Exercise brief | Among the entries below, please show each line that carries the word "AssetType".

(Data section Opens)

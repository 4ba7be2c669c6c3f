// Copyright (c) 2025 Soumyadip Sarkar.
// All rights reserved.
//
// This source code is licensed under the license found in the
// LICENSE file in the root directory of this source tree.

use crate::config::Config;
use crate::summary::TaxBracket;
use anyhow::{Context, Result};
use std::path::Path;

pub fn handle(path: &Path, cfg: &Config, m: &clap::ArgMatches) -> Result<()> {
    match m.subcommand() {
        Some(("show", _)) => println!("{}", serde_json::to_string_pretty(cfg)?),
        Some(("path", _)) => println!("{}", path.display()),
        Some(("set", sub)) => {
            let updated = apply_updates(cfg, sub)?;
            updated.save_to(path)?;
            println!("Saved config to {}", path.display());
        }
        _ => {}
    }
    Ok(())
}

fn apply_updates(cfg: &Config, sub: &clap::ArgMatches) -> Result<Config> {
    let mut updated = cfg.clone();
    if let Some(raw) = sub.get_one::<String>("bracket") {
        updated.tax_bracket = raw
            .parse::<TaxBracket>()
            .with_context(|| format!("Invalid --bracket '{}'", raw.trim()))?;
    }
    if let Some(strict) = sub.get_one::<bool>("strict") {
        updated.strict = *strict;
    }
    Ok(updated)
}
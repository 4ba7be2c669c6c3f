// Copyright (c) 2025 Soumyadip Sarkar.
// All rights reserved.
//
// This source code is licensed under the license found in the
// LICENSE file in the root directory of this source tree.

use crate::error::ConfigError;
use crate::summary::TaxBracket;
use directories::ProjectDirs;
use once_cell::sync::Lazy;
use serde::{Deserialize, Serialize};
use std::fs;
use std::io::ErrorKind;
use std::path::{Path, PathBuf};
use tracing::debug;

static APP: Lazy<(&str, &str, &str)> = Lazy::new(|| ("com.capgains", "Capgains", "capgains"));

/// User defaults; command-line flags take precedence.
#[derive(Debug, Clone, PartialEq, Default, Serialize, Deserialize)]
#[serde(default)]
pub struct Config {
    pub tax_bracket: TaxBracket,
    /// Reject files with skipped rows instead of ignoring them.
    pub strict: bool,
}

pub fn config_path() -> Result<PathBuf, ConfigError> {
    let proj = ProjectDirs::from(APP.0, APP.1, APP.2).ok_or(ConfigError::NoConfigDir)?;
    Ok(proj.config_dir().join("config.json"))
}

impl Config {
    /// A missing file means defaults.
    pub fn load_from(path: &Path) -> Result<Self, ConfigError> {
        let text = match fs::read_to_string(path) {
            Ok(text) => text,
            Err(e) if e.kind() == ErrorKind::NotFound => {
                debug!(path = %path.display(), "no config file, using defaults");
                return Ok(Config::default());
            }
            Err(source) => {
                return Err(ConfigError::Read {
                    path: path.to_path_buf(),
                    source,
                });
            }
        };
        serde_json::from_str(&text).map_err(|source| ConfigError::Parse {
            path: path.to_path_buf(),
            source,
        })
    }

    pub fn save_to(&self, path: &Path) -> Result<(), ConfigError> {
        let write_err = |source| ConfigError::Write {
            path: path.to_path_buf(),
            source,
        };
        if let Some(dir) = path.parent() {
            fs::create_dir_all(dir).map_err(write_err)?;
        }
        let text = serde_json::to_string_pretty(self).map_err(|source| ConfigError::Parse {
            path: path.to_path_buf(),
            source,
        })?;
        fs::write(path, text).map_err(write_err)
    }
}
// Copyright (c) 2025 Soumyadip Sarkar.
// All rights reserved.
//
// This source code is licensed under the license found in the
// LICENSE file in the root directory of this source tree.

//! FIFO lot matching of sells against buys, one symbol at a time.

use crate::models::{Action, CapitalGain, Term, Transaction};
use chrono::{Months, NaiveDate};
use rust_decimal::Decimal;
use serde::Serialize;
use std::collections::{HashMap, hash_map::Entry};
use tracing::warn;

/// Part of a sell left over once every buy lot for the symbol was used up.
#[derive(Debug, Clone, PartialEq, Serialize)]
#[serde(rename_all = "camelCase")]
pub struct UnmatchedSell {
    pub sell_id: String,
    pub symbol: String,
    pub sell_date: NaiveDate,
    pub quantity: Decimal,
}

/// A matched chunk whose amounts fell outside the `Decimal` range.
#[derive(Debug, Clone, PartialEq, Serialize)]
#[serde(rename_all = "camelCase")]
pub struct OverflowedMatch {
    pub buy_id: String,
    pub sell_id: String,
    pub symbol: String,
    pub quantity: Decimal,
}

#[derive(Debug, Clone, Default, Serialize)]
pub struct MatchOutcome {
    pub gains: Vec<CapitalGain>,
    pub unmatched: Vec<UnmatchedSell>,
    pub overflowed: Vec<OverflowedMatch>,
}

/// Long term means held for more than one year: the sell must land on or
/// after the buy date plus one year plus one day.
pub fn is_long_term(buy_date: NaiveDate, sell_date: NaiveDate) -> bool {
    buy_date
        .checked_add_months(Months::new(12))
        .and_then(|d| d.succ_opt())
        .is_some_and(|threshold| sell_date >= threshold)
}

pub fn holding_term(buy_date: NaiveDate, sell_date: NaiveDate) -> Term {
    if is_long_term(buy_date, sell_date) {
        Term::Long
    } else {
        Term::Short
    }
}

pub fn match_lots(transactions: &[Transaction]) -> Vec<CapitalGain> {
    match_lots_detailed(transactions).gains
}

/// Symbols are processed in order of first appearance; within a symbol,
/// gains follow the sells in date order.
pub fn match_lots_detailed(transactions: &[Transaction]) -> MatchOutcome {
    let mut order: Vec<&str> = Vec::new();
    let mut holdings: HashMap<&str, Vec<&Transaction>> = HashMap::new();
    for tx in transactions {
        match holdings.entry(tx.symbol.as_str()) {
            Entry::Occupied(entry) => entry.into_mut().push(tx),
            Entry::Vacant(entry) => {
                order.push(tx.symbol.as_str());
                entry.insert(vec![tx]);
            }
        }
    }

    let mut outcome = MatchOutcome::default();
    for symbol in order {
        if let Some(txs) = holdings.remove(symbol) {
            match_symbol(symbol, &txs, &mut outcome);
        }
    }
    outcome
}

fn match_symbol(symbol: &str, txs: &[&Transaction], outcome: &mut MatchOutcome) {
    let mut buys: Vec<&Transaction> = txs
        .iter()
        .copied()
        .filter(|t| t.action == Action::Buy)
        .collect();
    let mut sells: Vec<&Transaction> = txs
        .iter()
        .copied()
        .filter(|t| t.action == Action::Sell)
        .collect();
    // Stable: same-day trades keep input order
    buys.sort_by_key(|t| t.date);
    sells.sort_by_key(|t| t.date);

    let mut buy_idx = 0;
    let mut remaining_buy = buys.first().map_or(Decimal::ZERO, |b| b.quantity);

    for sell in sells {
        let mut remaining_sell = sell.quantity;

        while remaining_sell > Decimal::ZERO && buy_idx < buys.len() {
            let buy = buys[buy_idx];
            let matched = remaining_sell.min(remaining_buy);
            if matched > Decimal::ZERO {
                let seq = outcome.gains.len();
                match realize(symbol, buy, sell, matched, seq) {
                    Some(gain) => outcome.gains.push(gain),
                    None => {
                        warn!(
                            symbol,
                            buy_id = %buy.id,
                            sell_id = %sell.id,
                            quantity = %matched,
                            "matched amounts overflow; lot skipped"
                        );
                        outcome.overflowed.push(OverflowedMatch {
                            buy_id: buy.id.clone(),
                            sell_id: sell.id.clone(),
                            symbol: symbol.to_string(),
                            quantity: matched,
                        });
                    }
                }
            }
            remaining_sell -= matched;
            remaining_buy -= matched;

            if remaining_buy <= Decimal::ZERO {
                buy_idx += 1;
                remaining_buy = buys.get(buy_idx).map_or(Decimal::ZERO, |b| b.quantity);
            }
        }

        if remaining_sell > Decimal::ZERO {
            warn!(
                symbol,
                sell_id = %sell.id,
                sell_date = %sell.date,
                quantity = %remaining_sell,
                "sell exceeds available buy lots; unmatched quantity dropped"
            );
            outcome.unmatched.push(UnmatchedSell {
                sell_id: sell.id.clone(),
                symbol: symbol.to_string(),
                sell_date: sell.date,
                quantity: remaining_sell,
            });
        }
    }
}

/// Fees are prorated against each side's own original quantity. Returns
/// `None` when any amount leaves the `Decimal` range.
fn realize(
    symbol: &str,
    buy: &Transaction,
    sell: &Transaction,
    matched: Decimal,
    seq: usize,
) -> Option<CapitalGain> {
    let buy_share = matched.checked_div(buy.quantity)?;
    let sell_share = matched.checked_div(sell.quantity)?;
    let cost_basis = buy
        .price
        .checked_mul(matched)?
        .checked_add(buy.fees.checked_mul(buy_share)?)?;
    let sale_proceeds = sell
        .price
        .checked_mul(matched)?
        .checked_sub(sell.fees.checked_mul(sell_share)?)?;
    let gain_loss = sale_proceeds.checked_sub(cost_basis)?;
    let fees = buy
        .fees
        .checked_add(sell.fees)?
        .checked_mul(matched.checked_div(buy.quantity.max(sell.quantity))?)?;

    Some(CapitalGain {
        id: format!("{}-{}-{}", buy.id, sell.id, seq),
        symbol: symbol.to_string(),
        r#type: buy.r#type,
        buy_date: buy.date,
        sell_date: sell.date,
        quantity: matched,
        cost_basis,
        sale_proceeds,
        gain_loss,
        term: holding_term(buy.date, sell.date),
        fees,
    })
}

(Data section Closes)
(Data section Opens)

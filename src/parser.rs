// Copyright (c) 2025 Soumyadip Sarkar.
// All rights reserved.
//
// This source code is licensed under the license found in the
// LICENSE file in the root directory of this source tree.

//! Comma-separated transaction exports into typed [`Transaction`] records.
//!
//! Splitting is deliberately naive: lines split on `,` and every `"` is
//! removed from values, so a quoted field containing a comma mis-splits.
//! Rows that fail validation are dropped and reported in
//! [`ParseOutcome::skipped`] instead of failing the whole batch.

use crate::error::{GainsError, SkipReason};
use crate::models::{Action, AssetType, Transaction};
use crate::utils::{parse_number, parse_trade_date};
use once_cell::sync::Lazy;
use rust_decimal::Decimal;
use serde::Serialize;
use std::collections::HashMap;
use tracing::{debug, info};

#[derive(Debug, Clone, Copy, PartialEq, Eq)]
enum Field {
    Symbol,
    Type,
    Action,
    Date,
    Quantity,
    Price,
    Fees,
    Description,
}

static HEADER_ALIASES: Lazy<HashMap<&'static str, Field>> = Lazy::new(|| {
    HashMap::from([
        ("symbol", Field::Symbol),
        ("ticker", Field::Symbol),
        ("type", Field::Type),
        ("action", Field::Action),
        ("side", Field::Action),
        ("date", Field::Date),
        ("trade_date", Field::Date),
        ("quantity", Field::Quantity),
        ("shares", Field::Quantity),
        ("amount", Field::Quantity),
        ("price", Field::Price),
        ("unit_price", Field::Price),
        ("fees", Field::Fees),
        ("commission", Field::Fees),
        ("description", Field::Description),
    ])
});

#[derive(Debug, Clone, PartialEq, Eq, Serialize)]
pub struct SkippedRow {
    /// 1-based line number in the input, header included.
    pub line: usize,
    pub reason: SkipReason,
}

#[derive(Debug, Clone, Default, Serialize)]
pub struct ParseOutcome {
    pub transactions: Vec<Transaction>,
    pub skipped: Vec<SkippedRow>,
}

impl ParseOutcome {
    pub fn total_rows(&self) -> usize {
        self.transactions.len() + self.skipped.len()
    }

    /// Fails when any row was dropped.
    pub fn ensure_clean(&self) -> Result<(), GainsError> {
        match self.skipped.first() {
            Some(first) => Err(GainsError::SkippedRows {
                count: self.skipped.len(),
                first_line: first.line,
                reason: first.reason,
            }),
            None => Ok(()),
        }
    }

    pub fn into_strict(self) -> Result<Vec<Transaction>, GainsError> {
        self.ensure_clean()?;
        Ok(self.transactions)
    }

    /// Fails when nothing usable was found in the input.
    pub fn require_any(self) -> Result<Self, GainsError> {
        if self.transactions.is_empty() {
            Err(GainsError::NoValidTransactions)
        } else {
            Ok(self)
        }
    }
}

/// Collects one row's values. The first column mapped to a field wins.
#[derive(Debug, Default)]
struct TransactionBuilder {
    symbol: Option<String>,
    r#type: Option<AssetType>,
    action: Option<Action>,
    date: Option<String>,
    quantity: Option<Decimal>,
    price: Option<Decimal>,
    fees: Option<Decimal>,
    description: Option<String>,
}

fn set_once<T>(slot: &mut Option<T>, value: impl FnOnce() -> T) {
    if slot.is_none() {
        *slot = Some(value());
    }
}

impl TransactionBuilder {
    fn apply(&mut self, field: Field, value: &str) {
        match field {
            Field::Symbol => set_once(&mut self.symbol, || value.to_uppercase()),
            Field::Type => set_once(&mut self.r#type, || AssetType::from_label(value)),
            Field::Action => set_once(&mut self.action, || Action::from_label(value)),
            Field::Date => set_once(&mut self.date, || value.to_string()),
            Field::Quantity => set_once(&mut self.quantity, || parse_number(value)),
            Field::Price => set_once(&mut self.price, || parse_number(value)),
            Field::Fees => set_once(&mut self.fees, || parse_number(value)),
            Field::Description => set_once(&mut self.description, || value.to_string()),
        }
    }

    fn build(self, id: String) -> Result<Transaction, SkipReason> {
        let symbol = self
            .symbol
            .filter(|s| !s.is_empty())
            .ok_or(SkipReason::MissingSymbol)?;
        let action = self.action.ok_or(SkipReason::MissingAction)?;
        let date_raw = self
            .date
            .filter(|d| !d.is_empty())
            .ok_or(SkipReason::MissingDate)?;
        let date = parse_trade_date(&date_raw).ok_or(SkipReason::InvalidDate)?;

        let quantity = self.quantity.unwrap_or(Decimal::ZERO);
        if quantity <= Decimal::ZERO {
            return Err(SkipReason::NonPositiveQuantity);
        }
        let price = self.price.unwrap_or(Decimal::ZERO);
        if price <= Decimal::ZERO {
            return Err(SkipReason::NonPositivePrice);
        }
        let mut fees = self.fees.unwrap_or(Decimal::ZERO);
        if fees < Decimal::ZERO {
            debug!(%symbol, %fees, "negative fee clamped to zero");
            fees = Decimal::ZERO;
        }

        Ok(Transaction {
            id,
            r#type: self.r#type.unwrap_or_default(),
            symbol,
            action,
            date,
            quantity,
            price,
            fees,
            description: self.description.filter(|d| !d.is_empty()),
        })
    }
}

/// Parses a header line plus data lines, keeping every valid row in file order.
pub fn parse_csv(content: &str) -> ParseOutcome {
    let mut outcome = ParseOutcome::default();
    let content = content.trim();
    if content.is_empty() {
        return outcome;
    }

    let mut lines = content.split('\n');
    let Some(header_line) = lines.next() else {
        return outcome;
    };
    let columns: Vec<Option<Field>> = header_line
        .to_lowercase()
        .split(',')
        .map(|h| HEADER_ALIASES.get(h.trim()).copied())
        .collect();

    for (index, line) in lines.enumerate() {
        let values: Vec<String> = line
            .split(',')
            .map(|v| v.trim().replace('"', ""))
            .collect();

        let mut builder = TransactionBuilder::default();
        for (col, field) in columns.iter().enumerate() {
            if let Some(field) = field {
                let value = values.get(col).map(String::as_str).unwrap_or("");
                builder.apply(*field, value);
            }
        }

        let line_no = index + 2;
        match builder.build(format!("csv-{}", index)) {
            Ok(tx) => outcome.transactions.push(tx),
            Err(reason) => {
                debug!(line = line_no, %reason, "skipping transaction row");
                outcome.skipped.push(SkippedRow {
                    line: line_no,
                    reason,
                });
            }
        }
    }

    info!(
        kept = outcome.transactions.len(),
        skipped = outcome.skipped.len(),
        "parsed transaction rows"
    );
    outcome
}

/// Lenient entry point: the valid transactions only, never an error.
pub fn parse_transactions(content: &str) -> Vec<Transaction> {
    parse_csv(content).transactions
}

(Data section Closes)
(Data section Opens)

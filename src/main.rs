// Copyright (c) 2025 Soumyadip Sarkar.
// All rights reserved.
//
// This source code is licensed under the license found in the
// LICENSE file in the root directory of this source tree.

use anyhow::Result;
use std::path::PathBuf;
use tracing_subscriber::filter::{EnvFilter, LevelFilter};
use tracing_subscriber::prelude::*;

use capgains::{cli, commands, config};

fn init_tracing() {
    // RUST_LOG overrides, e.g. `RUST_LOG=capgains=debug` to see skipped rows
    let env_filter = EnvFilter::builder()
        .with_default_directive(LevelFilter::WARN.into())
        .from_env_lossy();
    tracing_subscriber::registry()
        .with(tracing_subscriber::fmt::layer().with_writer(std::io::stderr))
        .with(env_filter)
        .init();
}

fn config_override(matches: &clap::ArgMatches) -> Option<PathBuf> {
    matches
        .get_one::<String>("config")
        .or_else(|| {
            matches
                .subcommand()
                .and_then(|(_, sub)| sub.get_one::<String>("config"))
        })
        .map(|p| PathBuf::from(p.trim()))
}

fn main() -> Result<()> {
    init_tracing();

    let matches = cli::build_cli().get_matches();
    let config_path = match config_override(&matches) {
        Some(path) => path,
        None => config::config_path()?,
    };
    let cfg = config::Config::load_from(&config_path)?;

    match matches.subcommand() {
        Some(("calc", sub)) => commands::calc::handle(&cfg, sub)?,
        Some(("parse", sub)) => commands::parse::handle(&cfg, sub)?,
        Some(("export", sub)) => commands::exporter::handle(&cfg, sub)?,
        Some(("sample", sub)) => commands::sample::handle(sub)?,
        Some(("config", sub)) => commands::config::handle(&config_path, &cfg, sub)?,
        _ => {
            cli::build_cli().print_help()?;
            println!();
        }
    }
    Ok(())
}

(Data section Closes)

Exercise response |
use crate::models::{Action, AssetType, Transaction};
    r#type: Option<AssetType>,
            Field::Type => set_once(&mut self.r#type, || AssetType::from_label(value)),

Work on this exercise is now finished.